As we have discussed in Section 1.2.1 microscopy data is inherently multi-modal as each pixel contains both a set of molecular readouts and its spatial coordinates and coverage. We can make this point more salient by contrasting high-content microscopy data with single cell RNA sequencing data, another prevalent source of high-dimensional data in systems biology.
Whereas the tables resulting from image-based systems biology measurements might look similar at a first glance, each feature in a standard sequencing experiment has the same meaning, namely the transcript counts of a gene. With our measurements on the other hand, features can relate to cell morphology, protein abundance, subcellular distribution of a target, or when including spatial measurements, position and orientation of a cell, or a spatial gradient of a protein concentration.

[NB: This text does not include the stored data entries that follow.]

//! Fixed-order execution of a requested transform chain.

use std::path::{Path, PathBuf};

use tracing::info;

use extract_common::{DataFormat, ExtractionError, ExtractionResult};

use crate::spec::{self, PostProcessorSpec};
use crate::tools::{self, ToolsConfig};

/// Result of one pipeline stage, threaded explicitly between stage calls.
#[derive(Debug, Clone, PartialEq)]
pub struct StageOutput {
    pub path: PathBuf,
    pub format: DataFormat,
}

impl StageOutput {
    pub fn new(path: impl Into<PathBuf>, format: DataFormat) -> Self {
        Self {
            path: path.into(),
            format,
        }
    }
}

/// The post-processing pipeline.
pub struct Pipeline<'a> {
    tools: &'a ToolsConfig,
}

impl<'a> Pipeline<'a> {
    pub fn new(tools: &'a ToolsConfig) -> Self {
        Self { tools }
    }

    /// Run the requested chain on the extraction output, then the optional
    /// format conversion. Stages execute in their fixed rank order, never
    /// in submission order.
    pub async fn run(
        &self,
        specs: &[PostProcessorSpec],
        input: StageOutput,
        requested_format: Option<DataFormat>,
        workdir: &Path,
    ) -> ExtractionResult<StageOutput> {
        spec::validate_specs(specs)?;

        let chain = spec::ordered(specs);
        let mut current = input;

        for (idx, stage) in chain.iter().enumerate() {
            current = self.run_stage(idx, stage, current, workdir).await?;
        }

        if let Some(format) = requested_format {
            if format != current.format {
                current = self.convert(chain.len(), current, format, workdir).await?;
            }
        }

        Ok(current)
    }

    async fn run_stage(
        &self,
        idx: usize,
        stage: &PostProcessorSpec,
        input: StageOutput,
        workdir: &Path,
    ) -> ExtractionResult<StageOutput> {
        let (program, flags, output_format) = match stage {
            PostProcessorSpec::DerivedVariables { variables } => (
                &self.tools.derived_variables,
                vec!["--derive".to_string(), variables.join(",")],
                input.format,
            ),
            PostProcessorSpec::StatisticElaboration {
                input_timerange,
                output_timerange,
                interval,
                step,
            } => (
                &self.tools.statistic_elaboration,
                vec![
                    "--input-timerange".to_string(),
                    input_timerange.to_string(),
                    "--output-timerange".to_string(),
                    output_timerange.to_string(),
                    "--interval".to_string(),
                    interval.as_str().to_string(),
                    "--step".to_string(),
                    step.to_string(),
                ],
                input.format,
            ),
            PostProcessorSpec::GridCropping {
                ilon,
                ilat,
                flon,
                flat,
            } => (
                &self.tools.grid_cropping,
                vec![
                    "--ilon".to_string(),
                    ilon.to_string(),
                    "--ilat".to_string(),
                    ilat.to_string(),
                    "--flon".to_string(),
                    flon.to_string(),
                    "--flat".to_string(),
                    flat.to_string(),
                ],
                input.format,
            ),
            PostProcessorSpec::GridInterpolation {
                sub_type,
                nx,
                ny,
                ilon,
                ilat,
                flon,
                flat,
            } => (
                &self.tools.grid_interpolation,
                vec![
                    "--mode".to_string(),
                    sub_type.mode().as_str().to_string(),
                    "--sub-type".to_string(),
                    sub_type.as_str().to_string(),
                    "--nx".to_string(),
                    nx.to_string(),
                    "--ny".to_string(),
                    ny.to_string(),
                    "--ilon".to_string(),
                    ilon.to_string(),
                    "--ilat".to_string(),
                    ilat.to_string(),
                    "--flon".to_string(),
                    flon.to_string(),
                    "--flat".to_string(),
                    flat.to_string(),
                ],
                input.format,
            ),
            PostProcessorSpec::PointInterpolation {
                sub_type,
                coord_filepath,
                coord_format,
            } => {
                // The coordinate file is user-uploaded earlier; its absence
                // must fail before the tool is launched.
                if !Path::new(coord_filepath).is_file() {
                    return Err(ExtractionError::PostProcessing(format!(
                        "Coordinate file not found: {}",
                        coord_filepath
                    )));
                }

                (
                    &self.tools.point_interpolation,
                    vec![
                        "--mode".to_string(),
                        sub_type.mode().as_str().to_string(),
                        "--sub-type".to_string(),
                        sub_type.as_str().to_string(),
                        "--coords".to_string(),
                        coord_filepath.clone(),
                        "--coord-format".to_string(),
                        coord_format.as_str().to_string(),
                    ],
                    // Point interpolation always yields the point-observation
                    // binary format, whatever the input was.
                    DataFormat::Bufr,
                )
            }
        };

        let output_path = workdir.join(format!(
            "stage{:02}_{}.{}",
            idx + 1,
            stage.name(),
            output_format.extension()
        ));

        info!(stage = stage.name(), output = %output_path.display(), "Running post-processing stage");
        tools::invoke(program, &input.path, &output_path, &flags).await?;
        require_nonempty(stage.name(), &output_path)?;

        Ok(StageOutput::new(output_path, output_format))
    }

    async fn convert(
        &self,
        idx: usize,
        input: StageOutput,
        format: DataFormat,
        workdir: &Path,
    ) -> ExtractionResult<StageOutput> {
        let output_path = workdir.join(format!(
            "stage{:02}_format_conversion.{}",
            idx + 1,
            format.extension()
        ));

        info!(to = format.as_str(), output = %output_path.display(), "Converting output format");
        tools::invoke(
            &self.tools.format_conversion,
            &input.path,
            &output_path,
            &["--to".to_string(), format.as_str().to_string()],
        )
        .await?;
        require_nonempty("format_conversion", &output_path)?;

        Ok(StageOutput::new(output_path, format))
    }
}

/// A missing or zero-byte stage output is always an error, never skipped.
fn require_nonempty(stage: &str, path: &Path) -> ExtractionResult<()> {
    match std::fs::metadata(path) {
        Ok(meta) if meta.len() > 0 => Ok(()),
        Ok(_) => Err(ExtractionError::PostProcessing(format!(
            "{} produced an empty output file",
            stage
        ))),
        Err(_) => Err(ExtractionError::PostProcessing(format!(
            "{} produced no output file",
            stage
        ))),
    }
}

#[cfg(test)]
mod tests {
    use super::*;
    use crate::spec::{CoordFormat, GridInterpKind, StatInterval};
    use std::os::unix::fs::PermissionsExt;
    use tempfile::TempDir;

    fn write_tool(dir: &Path, name: &str, body: &str) -> String {
        let path = dir.join(name);
        std::fs::write(&path, format!("#!/bin/sh\n{}\n", body)).unwrap();
        let mut perms = std::fs::metadata(&path).unwrap().permissions();
        perms.set_mode(0o755);
        std::fs::set_permissions(&path, perms).unwrap();
        path.to_string_lossy().into_owned()
    }

    fn copy_tools(dir: &Path) -> ToolsConfig {
        let copy = write_tool(dir, "copytool", "cp \"$1\" \"$2\"");
        ToolsConfig {
            derived_variables: copy.clone(),
            statistic_elaboration: copy.clone(),
            grid_cropping: copy.clone(),
            grid_interpolation: copy.clone(),
            point_interpolation: copy.clone(),
            format_conversion: copy,
        }
    }

    fn input_file(dir: &Path) -> StageOutput {
        let path = dir.join("extracted.grib");
        std::fs::write(&path, b"grib payload").unwrap();
        StageOutput::new(path, DataFormat::Grib)
    }

    fn stat() -> PostProcessorSpec {
        PostProcessorSpec::StatisticElaboration {
            input_timerange: 0,
            output_timerange: 254,
            interval: StatInterval::Hours,
            step: 3,
        }
    }

    fn derived() -> PostProcessorSpec {
        PostProcessorSpec::DerivedVariables {
            variables: vec!["t2m".to_string()],
        }
    }

    #[tokio::test]
    async fn test_chain_runs_in_fixed_order() {
        let dir = TempDir::new().unwrap();
        let tools = copy_tools(dir.path());
        let pipeline = Pipeline::new(&tools);

        let out_a = pipeline
            .run(&[stat(), derived()], input_file(dir.path()), None, dir.path())
            .await
            .unwrap();
        let out_b = pipeline
            .run(&[derived(), stat()], input_file(dir.path()), None, dir.path())
            .await
            .unwrap();

        // Same chain, same final artifact, regardless of submission order.
        assert_eq!(out_a, out_b);
        assert!(out_a
            .path
            .to_string_lossy()
            .contains("statistic_elaboration"));
        assert_eq!(std::fs::read(&out_a.path).unwrap(), b"grib payload");
    }

    #[tokio::test]
    async fn test_empty_stage_output_is_an_error() {
        let dir = TempDir::new().unwrap();
        let mut tools = copy_tools(dir.path());
        tools.derived_variables = write_tool(dir.path(), "emptytool", ": > \"$2\"");
        let pipeline = Pipeline::new(&tools);

        let err = pipeline
            .run(&[derived()], input_file(dir.path()), None, dir.path())
            .await
            .unwrap_err();
        assert!(matches!(err, ExtractionError::PostProcessing(_)));
        assert!(err.to_string().contains("empty output"));
    }

    #[tokio::test]
    async fn test_nonzero_exit_is_an_error() {
        let dir = TempDir::new().unwrap();
        let mut tools = copy_tools(dir.path());
        tools.statistic_elaboration = write_tool(dir.path(), "failtool", "exit 3");
        let pipeline = Pipeline::new(&tools);

        let err = pipeline
            .run(&[stat()], input_file(dir.path()), None, dir.path())
            .await
            .unwrap_err();
        assert!(matches!(err, ExtractionError::PostProcessing(_)));
    }

    #[tokio::test]
    async fn test_point_interpolation_requires_coordinate_file() {
        let dir = TempDir::new().unwrap();
        let tools = copy_tools(dir.path());
        let pipeline = Pipeline::new(&tools);

        let spec = PostProcessorSpec::PointInterpolation {
            sub_type: GridInterpKind::Near,
            coord_filepath: dir.path().join("missing.shp").to_string_lossy().into_owned(),
            coord_format: CoordFormat::Shp,
        };

        let err = pipeline
            .run(&[spec], input_file(dir.path()), None, dir.path())
            .await
            .unwrap_err();
        assert!(err.to_string().contains("Coordinate file not found"));
    }

    #[tokio::test]
    async fn test_point_interpolation_always_yields_bufr() {
        let dir = TempDir::new().unwrap();
        let tools = copy_tools(dir.path());
        let pipeline = Pipeline::new(&tools);

        let coords = dir.path().join("points.geojson");
        std::fs::write(&coords, b"{}").unwrap();

        let spec = PostProcessorSpec::PointInterpolation {
            sub_type: GridInterpKind::Bilin,
            coord_filepath: coords.to_string_lossy().into_owned(),
            coord_format: CoordFormat::Geojson,
        };

        let out = pipeline
            .run(&[spec], input_file(dir.path()), None, dir.path())
            .await
            .unwrap();
        assert_eq!(out.format, DataFormat::Bufr);
    }

    #[tokio::test]
    async fn test_format_conversion_runs_last() {
        let dir = TempDir::new().unwrap();
        let tools = copy_tools(dir.path());
        let pipeline = Pipeline::new(&tools);

        let out = pipeline
            .run(
                &[derived()],
                input_file(dir.path()),
                Some(DataFormat::Json),
                dir.path(),
            )
            .await
            .unwrap();

        assert_eq!(out.format, DataFormat::Json);
        assert!(out.path.to_string_lossy().ends_with("format_conversion.json"));
    }

    #[tokio::test]
    async fn test_conversion_skipped_when_format_matches() {
        let dir = TempDir::new().unwrap();
        let tools = copy_tools(dir.path());
        let pipeline = Pipeline::new(&tools);

        let out = pipeline
            .run(
                &[derived()],
                input_file(dir.path()),
                Some(DataFormat::Grib),
                dir.path(),
            )
            .await
            .unwrap();

        assert_eq!(out.format, DataFormat::Grib);
        assert!(out.path.to_string_lossy().contains("derived_variables"));
    }
}
//! Storage abstractions for weather-extract services.
//!
//! Provides unified interfaces for:
//! - SQLite-backed dataset catalog (read-only lookup for the engine)
//! - Request / schedule / file-output records and their status machine
//! - Redis streams job queue and the periodic transport registry

pub mod catalog;
pub mod queue;
pub mod records;

pub use catalog::{BackendKind, Catalog, DataCategory, DataFormat, Dataset};
pub use queue::{ExtractionJob, JobKind, JobQueue, PeriodicTransport, TransportEntry};
pub use records::{
    CrontabSpec, FileOutputRecord, PeriodUnit, Records, RequestRecord, RequestStatus,
    ScheduleRecord, TriggerSpec,
};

This means that, while we can, and often do, aggregate all our measurements into a single feature table, we still need to apply custom processing to subsets of them. These vary based on the underlying distribution and the meaning of a feature. For example, applying a log transformation to mean intensity measurements is often beneficial due to their right-skewed distribution. However, the same transformation would be problematic for the kurtosis25 intensity feature, as it can be negative, rendering the log transform undefined. This heterogeneity in features, which is common in all image-based methods, introduces substantial complexity into downstream machine learning pipelines and is often underappreciated or overlooked.
As discussed in Section 1.3, bioimage analysis includes a broad range of processing steps that are required to turn raw images into numerical features and ultimately biological insight. Each of these steps introduces potential sources of error that propagate through the analysis, reducing data quality. Additionally, they increase the amount of code that must be maintained to keep the analysis pipeline operational. All these processing steps create an interdependent graph of computations. While individual components can largely be developed in isolation, they may still require later adjustments due to oversights during the initial analysis.
Furthermore, there is often a chicken-and-egg problem, where the result of a computation could be used to refine that very same result. For example, intensity features extracted from segmented nuclei are used to estimate intensity bias in the imaged volume. Once bias correction is applied to the images, the conditions for accurate nucleus segmentation improve significantly. These kinds of situations are very common, and both difficult to keep track of mentally and hard to express computationally.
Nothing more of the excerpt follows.